Work instructions
Find every line below with the word "derive". Then give only how many there are.

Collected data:
---

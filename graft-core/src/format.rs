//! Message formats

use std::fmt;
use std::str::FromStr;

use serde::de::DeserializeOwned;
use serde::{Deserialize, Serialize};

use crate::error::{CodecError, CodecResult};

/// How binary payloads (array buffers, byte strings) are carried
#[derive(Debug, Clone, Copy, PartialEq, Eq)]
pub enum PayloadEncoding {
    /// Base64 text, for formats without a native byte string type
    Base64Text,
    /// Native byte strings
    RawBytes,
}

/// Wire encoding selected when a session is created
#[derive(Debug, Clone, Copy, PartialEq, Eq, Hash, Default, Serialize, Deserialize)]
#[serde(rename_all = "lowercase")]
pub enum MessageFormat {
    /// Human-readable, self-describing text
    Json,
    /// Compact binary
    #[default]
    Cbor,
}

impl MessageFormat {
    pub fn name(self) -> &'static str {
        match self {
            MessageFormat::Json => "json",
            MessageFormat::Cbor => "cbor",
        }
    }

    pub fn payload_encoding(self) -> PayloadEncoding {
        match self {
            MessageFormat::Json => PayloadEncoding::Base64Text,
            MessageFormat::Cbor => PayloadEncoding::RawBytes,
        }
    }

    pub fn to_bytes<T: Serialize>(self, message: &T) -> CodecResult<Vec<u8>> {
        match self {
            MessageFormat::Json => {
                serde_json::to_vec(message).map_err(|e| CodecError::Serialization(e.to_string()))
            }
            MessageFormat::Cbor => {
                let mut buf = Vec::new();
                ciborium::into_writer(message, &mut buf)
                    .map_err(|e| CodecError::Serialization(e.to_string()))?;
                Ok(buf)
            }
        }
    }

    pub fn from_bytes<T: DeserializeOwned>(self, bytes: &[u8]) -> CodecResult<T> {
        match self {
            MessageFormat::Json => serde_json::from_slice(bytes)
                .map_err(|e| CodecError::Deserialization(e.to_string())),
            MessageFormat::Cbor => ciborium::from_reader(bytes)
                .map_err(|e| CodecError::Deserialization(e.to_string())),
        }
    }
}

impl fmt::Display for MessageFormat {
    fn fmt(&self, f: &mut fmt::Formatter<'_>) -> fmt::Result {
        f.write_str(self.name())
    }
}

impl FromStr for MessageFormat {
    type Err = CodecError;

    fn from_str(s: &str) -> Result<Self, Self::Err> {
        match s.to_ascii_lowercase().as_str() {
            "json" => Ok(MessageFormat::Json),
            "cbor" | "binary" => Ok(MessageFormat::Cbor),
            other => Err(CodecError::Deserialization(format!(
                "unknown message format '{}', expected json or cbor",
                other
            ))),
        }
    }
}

---

Answer
2